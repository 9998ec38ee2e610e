//! C: functions, named struct/union/enum definitions and typedefs

use crate::base::{Symbol, SymbolKind};
use crate::engine::{TreeSitterExtractor, TreeWalker};
use crate::rules::{LanguageSpec, NodeRule};
use tree_sitter::{Language, Node};

/// Function names sit under one or more pointer declarators for
/// pointer-returning functions
pub(crate) const FUNCTION_NAME_PATHS: &[&str] = &[
    "function_declarator/identifier",
    "pointer_declarator/function_declarator/identifier",
    "pointer_declarator/pointer_declarator/function_declarator/identifier",
    "declarator/identifier",
];

pub(crate) const FUNCTION_SIGNATURE_PATHS: &[&str] = &[
    "function_declarator/parameter_list",
    "pointer_declarator/function_declarator/parameter_list",
    "pointer_declarator/pointer_declarator/function_declarator/parameter_list",
];

fn grammar(_path: &str) -> Language {
    tree_sitter_c::LANGUAGE.into()
}

pub fn spec() -> LanguageSpec {
    LanguageSpec::new("c", &[".c", ".h"], grammar)
        .rule(
            "function_definition",
            NodeRule::new(SymbolKind::Function, FUNCTION_NAME_PATHS)
                .signature(FUNCTION_SIGNATURE_PATHS),
        )
        .override_node("struct_specifier", tagged_definition)
        .override_node("union_specifier", tagged_definition)
        .override_node("enum_specifier", tagged_definition)
        .override_node("type_definition", type_definition)
}

pub fn extractor() -> TreeSitterExtractor {
    TreeSitterExtractor::new(spec())
}

/// `struct Name { ... }`; anonymous definitions and bare references
/// (`struct Name *p`) are skipped
pub(crate) fn tagged_definition(walker: &TreeWalker<'_>, node: Node<'_>) -> Option<Symbol> {
    node.child_by_field_name("body")?;
    let name = walker.name(node, &["type_identifier"])?;
    let kind = match node.kind() {
        "enum_specifier" => SymbolKind::Enum,
        _ => SymbolKind::Struct,
    };
    Some(
        Symbol::new(name, kind, walker.base.line_range(&node))
            .with_docstring(walker.preceding_comment(node)),
    )
}

/// The alias a typedef introduces: its last direct identifier, or the
/// innermost one under a function-pointer declarator
pub(crate) fn type_definition(walker: &TreeWalker<'_>, node: Node<'_>) -> Option<Symbol> {
    let mut cursor = node.walk();
    let direct = node
        .children(&mut cursor)
        .filter(|c| matches!(c.kind(), "type_identifier" | "identifier"))
        .last();
    let name_node = direct.or_else(|| {
        node.child_by_field_name("declarator")
            .and_then(innermost_identifier)
    })?;

    let name = walker.base.get_node_text(&name_node);
    if name.trim().is_empty() {
        return None;
    }
    Some(
        Symbol::new(name.trim(), SymbolKind::Typedef, walker.base.line_range(&node))
            .with_docstring(walker.preceding_comment(node)),
    )
}

fn innermost_identifier(node: Node<'_>) -> Option<Node<'_>> {
    if matches!(node.kind(), "type_identifier" | "identifier") {
        return Some(node);
    }
    let mut cursor = node.walk();
    let children: Vec<Node<'_>> = node.named_children(&mut cursor).collect();
    children.into_iter().find_map(innermost_identifier)
}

*****

* AIM OF THE EXERCISE: From the first line of the records through the line with "pointer declarators for", retype everything word for word, including both ends.

* WRITTEN SOLUTION:
repository 9998ec38ee2e610e
//! C: functions, named struct/union/enum definitions and typedefs

use crate::base::{Symbol, SymbolKind};
use crate::engine::{TreeSitterExtractor, TreeWalker};
use crate::rules::{LanguageSpec, NodeRule};
use tree_sitter::{Language, Node};

/// Function names sit under one or more pointer declarators for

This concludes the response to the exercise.